After his meeting at Paramount, Perry met Julia Dray, then a senior vice president at Fox Searchlight, the specialty division of 20th Century Fox, who caught his show at the Kodak Theatre.
Blown away, she went backstage and told Perry she wanted to make a film with him. Perry agreed. But after he turned in a script, the studio told him it wanted to hire a more experienced screenwriter to "polish" the characters. This, too, is common, but Perry again said no.
"Searchlight lost the golden goose," lamented Dray, now a producer at an independent company, Broken Lizard.
In a last-ditch effort, Perry's agents sent his script to Lionsgate production head Mike Paseornek. As the last remaining major independent studio, Lionsgate is known for taking risks on low-budget films.
Paseornek admits he had no idea who Perry was. So he and Feltheimer called white Hollywood executives and asked if they had ever heard of him. None had. But when they asked African Americans, the response was passionate.
After seeing Perry live, Paseornek was "floored." Within a week, Lionsgate made a deal giving Perry what Winfrey had told him to hold out for: complete creative control.
"If a few middle-aged white guys living in the insular world of Hollywood are going to make decisions for Tyler Perry, then we should not be in the Tyler Perry business," Paseornek said.

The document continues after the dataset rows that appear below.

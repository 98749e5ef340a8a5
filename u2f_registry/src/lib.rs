//! u2f_registry - Server-side half of FIDO U2F style registration and authentication
//!
//! This crate issues challenge-bearing requests for an external signer (a
//! hardware security key or a stand-in) and keeps the registry of enrolled
//! credentials, one per identity.

mod config;
mod coordination;
mod u2f;
mod utils;

pub use config::{DEFAULT_APP_ID, RelyingPartyConfig};

// Re-export the ceremony coordination components
pub use coordination::{CoordinationError, RelyingParty, Signer, SignerError, SoftwareSigner};

pub use u2f::{
    AppId, AuthenticateResponse, AuthenticationRequest, Challenge, ChallengeIssuer, ClientData,
    CredentialRegistry, CredentialStore, EnrolledCredential, FacetId, InMemoryCredentialStore,
    InMemoryPendingChallengeStore, KeyHandle, NoSignatureCheck, OperationKind,
    ParsedAuthenticateResponse, ParsedRegisterResponse, PendingChallenge, PendingChallengeStore,
    RegisterResponse, RegistrationRequest, ResponseVerifier, U2F_VERSION, U2fError, Username,
};

pub use utils::{UtilError, base64url_decode, base64url_encode};
//! Test utilities for u2f module tests
//!
//! Builders for raw U2F messages. Signatures are filler bytes and the
//! attestation certificate carries a filler signature; only their structure
//! matters to the parsers.

use crate::u2f::types::{
    AuthenticateResponse, Challenge, KeyHandle, OperationKind, RegisterResponse,
};
use crate::utils::build_p256_certificate;

pub(crate) const TEST_ORIGIN: &str = "android:apk-key-hash:test-facet";

/// 65 byte uncompressed point filled with `fill` after the 0x04 prefix
pub(crate) fn test_public_key(fill: u8) -> Vec<u8> {
    let mut key = vec![0x04];
    key.extend(vec![fill; 64]);
    key
}

/// Structurally valid X.509 attestation certificate with a filler signature
pub(crate) fn test_certificate() -> Vec<u8> {
    build_p256_certificate("Test Attestation", &test_public_key(0x11), |_| {
        Ok(vec![0x30, 0x06, 0x02, 0x01, 0x01, 0x02, 0x01, 0x01])
    })
    .expect("test certificate")
}

pub(crate) fn registration_data(public_key: &[u8], key_handle: &[u8]) -> Vec<u8> {
    let mut data = vec![0x05];
    data.extend_from_slice(public_key);
    data.push(key_handle.len() as u8);
    data.extend_from_slice(key_handle);
    data.extend(test_certificate());
    data.extend_from_slice(&[0x30, 0x02, 0x00, 0x00]);
    data
}

pub(crate) fn client_data_json(kind: OperationKind, challenge: &Challenge) -> Vec<u8> {
    serde_json::json!({
        "typ": kind.client_data_type(),
        "challenge": challenge.as_str(),
        "origin": TEST_ORIGIN,
    })
    .to_string()
    .into_bytes()
}

pub(crate) fn register_response(
    public_key: &[u8],
    key_handle: &[u8],
    challenge: &Challenge,
) -> RegisterResponse {
    RegisterResponse::new(
        &registration_data(public_key, key_handle),
        &client_data_json(OperationKind::Registration, challenge),
    )
}

pub(crate) fn signature_data(user_presence: bool, counter: u32) -> Vec<u8> {
    let mut data = vec![user_presence as u8];
    data.extend_from_slice(&counter.to_be_bytes());
    data.extend_from_slice(&[0x30, 0x02, 0x00, 0x00]);
    data
}

pub(crate) fn authenticate_response(
    key_handle: &KeyHandle,
    challenge: &Challenge,
) -> AuthenticateResponse {
    AuthenticateResponse::new(
        key_handle,
        &client_data_json(OperationKind::Authentication, challenge),
        &signature_data(true, 1),
    )
}
use super::challenge::take_and_validate_challenge;
use super::registry::CredentialRegistry;

use crate::u2f::errors::U2fError;
use crate::u2f::types::{
    AuthenticateResponse, ClientData, KeyHandle, OperationKind, ParsedAuthenticateResponse,
    Username,
};
use crate::utils::base64url_decode;

const USER_PRESENCE_FLAG: u8 = 0x01;
const SIGNATURE_DATA_HEADER_LEN: usize = 5;

impl ParsedAuthenticateResponse {
    /// Parses the key handle and the raw U2F signature data:
    ///
    /// `user presence (1) | counter (4, big endian) | signature`
    pub fn from_parts(key_handle: &[u8], signature_data: &[u8]) -> Result<Self, U2fError> {
        if key_handle.is_empty() {
            return Err(U2fError::MalformedResponse(
                "keyHandle: empty key handle".to_string(),
            ));
        }
        if signature_data.len() <= SIGNATURE_DATA_HEADER_LEN {
            return Err(U2fError::MalformedResponse(
                "signatureData: truncated".to_string(),
            ));
        }

        let (header, signature) = signature_data.split_at(SIGNATURE_DATA_HEADER_LEN);
        let counter = u32::from_be_bytes([header[1], header[2], header[3], header[4]]);

        Ok(Self {
            key_handle: KeyHandle::new(key_handle.to_vec()),
            user_presence: header[0] & USER_PRESENCE_FLAG == USER_PRESENCE_FLAG,
            counter,
            signature: signature.to_vec(),
        })
    }
}

impl CredentialRegistry {
    /// Finishes an authentication ceremony.
    ///
    /// Fails with [`U2fError::UnknownIdentity`] before looking at the response
    /// when `username` has no credential. Never modifies the enrolled
    /// credential.
    pub async fn finalize_authentication(
        &self,
        username: &Username,
        response: &AuthenticateResponse,
    ) -> Result<(), U2fError> {
        tracing::debug!("finalize_authentication user: {}", username);

        let credential = self.credentials.get(username).await?.ok_or_else(|| {
            U2fError::UnknownIdentity(format!("No credential enrolled for {username}"))
        })?;

        let signature_data = base64url_decode(&response.signature_data)
            .map_err(|e| U2fError::MalformedResponse(format!("signatureData: {e}")))?;
        let parsed =
            ParsedAuthenticateResponse::from_parts(response.key_handle.as_bytes(), &signature_data)?;
        tracing::debug!("Parsed authenticate response: {:?}", parsed);

        let client_data = ClientData::from_base64(&response.client_data)?;
        client_data.expect_type(OperationKind::Authentication)?;

        if self.enforce_challenge {
            take_and_validate_challenge(
                self.pending.as_ref(),
                username,
                OperationKind::Authentication,
                &client_data.challenge,
            )
            .await?;
        }

        self.verifier
            .verify_authentication(&self.app_id, &client_data, &parsed, &credential)?;

        tracing::info!(
            "Authenticated {} with key handle {:?} (user presence: {}, counter: {})",
            username,
            parsed.key_handle,
            parsed.user_presence,
            parsed.counter
        );

        Ok(())
    }
}
use tracing_subscriber::{layer::SubscriberExt, util::SubscriberInitExt};

pub(crate) fn init_tracing(app_name: &str) {
    let env_filter = tracing_subscriber::EnvFilter::try_from_default_env().unwrap_or_else(|_| {
        #[cfg(debug_assertions)]
        {
            format!("u2f_registry=trace,{}=trace,info", app_name.replace('-', "_")).into()
        }

        #[cfg(not(debug_assertions))]
        {
            "info".into()
        }
    });

    tracing_subscriber::registry()
        .with(env_filter)
        .with(tracing_subscriber::fmt::layer())
        .init();

    #[cfg(debug_assertions)]
    tracing::info!("Debug mode enabled - showing detailed logs by default");
    tracing::info!("You can increase verbosity by setting the RUST_LOG environment variable.");
}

The studio put up about $2 million of "Diary's" $5.4-million budget and agreed to split the back end of the film's profits with Perry. Within two days of the film's opening, Lionsgate went further, buying the distribution rights to Perry's entire video catalog of plays. The studio also has the long-term rights to any movie that includes Madea as a character.
Lionsgate put up all of "Madea's" $6-million budget. But Perry still gets half of the back end of the film's profits.
There are already indications that "Madea" will have broader appeal. Exhibitors who passed on "Diary" have shown more interest in "Madea." The film will be released on 2,000 screens, 500 more than "Diary."
Lionsgate is aggressively targeting the spiritual community by printing 30,000 prayer cards to be distributed at more than 1,200 churches nationwide. On one side is Perry wearing a large gold cross; on the other is Madea surrounded by a golden cloud resembling the Holy Spirit. On Thursday, Perry will appear on the Trinity Broadcasting Network.
If all goes according to plan, "Madea" will drive interest in the other Perry properties. He has filmed 10 episodes of a sitcom that is being shopped around to broadcasters.
His plans to build a production studio in Atlanta include three soundstages and a 2,400-seat theater. When it's finished, he says, he will start his own cable network to broadcast music videos, news, movies and other programming.
Perry remembers his mother telling him that all he needed in life was to "make $300 a week, get some benefits and live happily ever after." He actually needs more: "I totally see an entertainment empire."